Live music is a regenerative industry, and it’s arguably something we need more of now than ever in Australia.
In Steven Mithen’s The Singing Neanderthal, the cognitive archaeologist lays out the fundamentally symbiotic nature of humans and music. Before there were people as we know them today, before there was language even, there was music.
Our prehistoric ancestors, Mithen areuges, may have communicated through “a prelinguistic musical mode of thought and action.” We sung our emotions, danced our feelings, and collectively performed our lives to a harmonious rhythm. Music was not only woven into the fabric of human society, it is perhaps the very origin of social cooperation. Indeed, it may have been our musical capabilities that made us the most dominant species on the planet.

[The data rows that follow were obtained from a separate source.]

//! End-to-end scenarios over the in-process stub engine and the memory
//! stores, covering both engine shapes: asynchronous tokens with a poll
//! loop and synchronous wait.

use std::sync::Arc;
use std::time::Duration;

use uuid::Uuid;

use crate::batch::PollConfig;
use crate::domain::{Language, OverallStatus, TestCase};
use crate::engine::stubs::{StubEngine, accepted_result};
use crate::error::JudgeError;
use crate::service::{JudgeService, RunRequest, SubmitRequest};
use crate::store::memory::{MemoryProblemStore, MemorySubmissionStore};

fn fast_poll() -> PollConfig {
    PollConfig {
        interval: Duration::from_millis(10),
        budget: Duration::from_millis(500),
    }
}

fn squaring_stub(pending_rounds: usize, sync_wait: bool) -> StubEngine {
    StubEngine::new(Duration::from_millis(1), pending_rounds, sync_wait)
        .respond_with("2", accepted_result("4\n"))
        .respond_with("3", accepted_result("9\n"))
        .respond_with("4", accepted_result("16\n"))
        .respond_with("10", accepted_result("100\n"))
        .respond_with("11", accepted_result("121\n"))
}

fn seeded_problem(problems: &MemoryProblemStore) -> Uuid {
    let problem_id = Uuid::new_v4();
    problems.insert_problem(
        problem_id,
        vec![
            TestCase {
                input: "2".to_string(),
                output: "4".to_string(),
            },
            TestCase {
                input: "3".to_string(),
                output: "9".to_string(),
            },
            TestCase {
                input: "4".to_string(),
                output: "16".to_string(),
            },
        ],
        vec![
            TestCase {
                input: "10".to_string(),
                output: "100".to_string(),
            },
            TestCase {
                input: "11".to_string(),
                output: "121".to_string(),
            },
        ],
    );
    problem_id
}

fn source() -> String {
    "n = int(input())\nprint(n * n)\n".to_string()
}

#[tokio::test]
async fn test_run_and_submit_through_token_polling_engine() {
    let engine = Arc::new(squaring_stub(1, false));
    let problems = Arc::new(MemoryProblemStore::new());
    let problem_id = seeded_problem(&problems);
    let submissions = Arc::new(MemorySubmissionStore::new());
    let service = JudgeService::new(
        engine.clone(),
        problems,
        submissions.clone(),
        fast_poll(),
    );

    let verdict = service
        .run(RunRequest {
            source_code: source(),
            language: Language::Python,
            problem_id,
        })
        .await
        .unwrap();
    assert!(verdict.all_passed);
    assert_eq!(verdict.total_count, 3);
    // The stub advertises concurrent submission, so the fan-out path
    // submitted each case individually.
    assert_eq!(engine.submit_calls(), 3);
    // Every token was fetched at least twice: once while queued, once
    // terminal.
    assert!(engine.fetch_calls() >= 6);
    // Nothing persisted on a throwaway run.
    assert_eq!(submissions.submission_count(), 0);

    let user_id = Uuid::new_v4();
    let outcome = service
        .submit(SubmitRequest {
            source_code: source(),
            language: Language::Python,
            problem_id,
            user_id,
        })
        .await
        .unwrap();
    assert_eq!(outcome.verdict.total_count, 5);
    assert_eq!(outcome.verdict.overall_status, OverallStatus::Accepted);
    assert_eq!(submissions.submission_count(), 1);
    assert!(submissions.is_solved(user_id, problem_id));
}

#[tokio::test]
async fn test_synchronous_wait_engine_needs_no_polling() {
    let engine = Arc::new(squaring_stub(0, true));
    let problems = Arc::new(MemoryProblemStore::new());
    let problem_id = seeded_problem(&problems);
    let service = JudgeService::new(
        engine.clone(),
        problems,
        Arc::new(MemorySubmissionStore::new()),
        fast_poll(),
    );

    let verdict = service
        .run(RunRequest {
            source_code: source(),
            language: Language::Python,
            problem_id,
        })
        .await
        .unwrap();

    assert!(verdict.all_passed);
    assert_eq!(engine.fetch_calls(), 0);
}

#[tokio::test]
async fn test_unscripted_input_fails_that_case_only() {
    // "4" has no scripted response, so the stub reports an internal
    // error with no stdout for it; the other cases still pass.
    let engine = Arc::new(
        StubEngine::new(Duration::from_millis(1), 0, true)
            .respond_with("2", accepted_result("4\n"))
            .respond_with("3", accepted_result("9\n")),
    );
    let problems = Arc::new(MemoryProblemStore::new());
    let problem_id = seeded_problem(&problems);
    let submissions = Arc::new(MemorySubmissionStore::new());
    let service = JudgeService::new(engine, problems, submissions.clone(), fast_poll());

    let user_id = Uuid::new_v4();
    let outcome = service
        .submit(SubmitRequest {
            source_code: source(),
            language: Language::Python,
            problem_id,
            user_id,
        })
        .await
        .unwrap();

    assert_eq!(outcome.verdict.overall_status, OverallStatus::WrongAnswer);
    assert_eq!(outcome.verdict.passed_count, 2);
    assert!(outcome.verdict.cases[0].passed);
    assert!(outcome.verdict.cases[1].passed);
    assert!(!outcome.verdict.cases[2].passed);
    // The failed record is still persisted, but the problem is not
    // marked solved.
    assert_eq!(submissions.submission_count(), 1);
    assert!(!submissions.is_solved(user_id, problem_id));
}

#[tokio::test]
async fn test_engine_that_never_finishes_times_out() {
    let engine = Arc::new(squaring_stub(usize::MAX, false));
    let problems = Arc::new(MemoryProblemStore::new());
    let problem_id = seeded_problem(&problems);
    let service = JudgeService::new(
        engine,
        problems,
        Arc::new(MemorySubmissionStore::new()),
        PollConfig {
            interval: Duration::from_millis(5),
            budget: Duration::from_millis(50),
        },
    );

    let err = service
        .run(RunRequest {
            source_code: source(),
            language: Language::Python,
            problem_id,
        })
        .await
        .unwrap_err();

    assert!(matches!(err, JudgeError::PollTimeout { .. }));
}
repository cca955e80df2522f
pub mod memory;
pub mod traits;
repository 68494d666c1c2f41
//! Per-file stage lines for TTY runs; hidden otherwise.

use std::io::IsTerminal;
use std::time::Duration;

use indicatif::{MultiProgress, ProgressBar, ProgressStyle};

/// Documents between stage-line refreshes
pub const UPDATE_INTERVAL: usize = 1_000;

pub struct ProgressContext {
    multi: MultiProgress,
    is_tty: bool,
}

impl ProgressContext {
    /// Create new context, detecting TTY automatically.
    pub fn new() -> Self {
        Self {
            multi: MultiProgress::new(),
            is_tty: std::io::stderr().is_terminal(),
        }
    }

    /// Context that never draws, for tests and non-interactive callers.
    pub fn hidden() -> Self {
        Self {
            multi: MultiProgress::new(),
            is_tty: false,
        }
    }

    /// Spinner line for one input file. Hidden when not a TTY.
    ///
    /// Update with `pb.set_message(...)`; `finish_and_clear()` when done.
    pub fn file_line(&self, name: &str) -> ProgressBar {
        if !self.is_tty {
            return ProgressBar::hidden();
        }
        let pb = self.multi.add(ProgressBar::new_spinner());
        pb.set_style(
            ProgressStyle::with_template("{spinner:.green} {prefix:<24.cyan} {wide_msg:.dim}")
                .unwrap_or_else(|_| ProgressStyle::default_spinner()),
        );
        // Keep the tail of long paths, that is where the file name is
        let display = match name.char_indices().rev().nth(23) {
            Some((idx, _)) => &name[idx..],
            None => name,
        };
        pb.set_prefix(display.to_string());
        pb.enable_steady_tick(Duration::from_millis(80));
        pb
    }

    pub fn is_tty(&self) -> bool {
        self.is_tty
    }

    /// Get reference to `MultiProgress` for the log bridge.
    pub fn multi(&self) -> &MultiProgress {
        &self.multi
    }
}

impl Default for ProgressContext {
    fn default() -> Self {
        Self::new()
    }
}

/// Format number with thousand separators.
pub fn fmt_num(n: usize) -> String {
    let s = n.to_string();
    let mut result = String::with_capacity(s.len() + s.len() / 3);
    for (i, c) in s.chars().enumerate() {
        if i > 0 && (s.len() - i) % 3 == 0 {
            result.push(',');
        }
        result.push(c);
    }
    result
}
//! hsloader log - resource log samples and deltas to tagged resource
//! documents.
//!
//! A [`LogSource`] reads a whole file-set; [`LogTransformer`] correlates
//! archive points and reboot suspects by timestamp, then submits one document
//! per record.

pub mod parser;
pub mod record;
pub mod runner;
pub mod transform;

// Re-exports
pub use parser::{JsonDumpSource, LogSource};
pub use record::{DiffRecord, LogRecord};
pub use runner::{Summary, run};
pub use transform::{Correlation, LogStats, LogTransformer};
//! Configuration loading from TOML files

use std::path::{Path, PathBuf};

use anyhow::{Context, Result};
use serde::Deserialize;

/// Global configuration for hsloader
#[derive(Debug, Clone, Deserialize, Default)]
#[serde(default)]
pub struct Config {
    pub sink: SinkConfig,
    pub publisher: PublisherSection,
    pub time: TimeConfig,
}

#[derive(Debug, Clone, Deserialize)]
#[serde(default)]
pub struct SinkConfig {
    pub host: String,
    pub port: u16,
    pub index_prefix: String,
    pub timeout_secs: u64,
}

impl Default for SinkConfig {
    fn default() -> Self {
        Self {
            host: "localhost".to_string(),
            port: 9200,
            index_prefix: "heapstats".to_string(),
            timeout_secs: 60,
        }
    }
}

#[derive(Debug, Clone, Copy, Deserialize)]
#[serde(default)]
pub struct PublisherSection {
    pub bulk_size: usize,
    pub concurrency: usize,
}

impl Default for PublisherSection {
    fn default() -> Self {
        let defaults = hsloader_core::PublisherConfig::default();
        Self {
            bulk_size: defaults.bulk_size,
            concurrency: defaults.concurrency,
        }
    }
}

#[derive(Debug, Clone, Default, Deserialize)]
#[serde(default)]
pub struct TimeConfig {
    /// IANA zone id; empty means the system zone
    pub zone: String,
}

impl Config {
    /// Load configuration from default locations
    ///
    /// Search order:
    /// 1. ./hsloader.toml (current directory)
    /// 2. ~/.config/hsloader/config.toml
    ///
    /// If no config file found, returns default config.
    pub fn load() -> Result<Self> {
        let local_config = PathBuf::from("hsloader.toml");
        if local_config.exists() {
            return Self::from_file(&local_config);
        }

        if let Some(config_dir) = directories::ProjectDirs::from("", "", "hsloader") {
            let user_config = config_dir.config_dir().join("config.toml");
            if user_config.exists() {
                return Self::from_file(&user_config);
            }
        }

        log::debug!("No config file found, using defaults");
        Ok(Self::default())
    }

    /// Load configuration from a specific file
    pub fn from_file(path: &Path) -> Result<Self> {
        let content = std::fs::read_to_string(path)
            .with_context(|| format!("Failed to read config file: {}", path.display()))?;

        let config: Config = toml::from_str(&content)
            .with_context(|| format!("Failed to parse config file: {}", path.display()))?;

        log::info!("Loaded config from {}", path.display());
        Ok(config)
    }
}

The story of humans is inseparable from that of music. Professor Sarah Wilson, cognitive neuroscientist and president of the Australian Music and Psychology Society, says that humans are a musical species, perhaps more so than a linguistic one.
“When we look at child development, music and singing kind of precedes speech and language development,” Professor Wilson explains. “When comparing language and music activity in an MRI machine, we can see a much broader activation of the brain for music tasks than we do for language.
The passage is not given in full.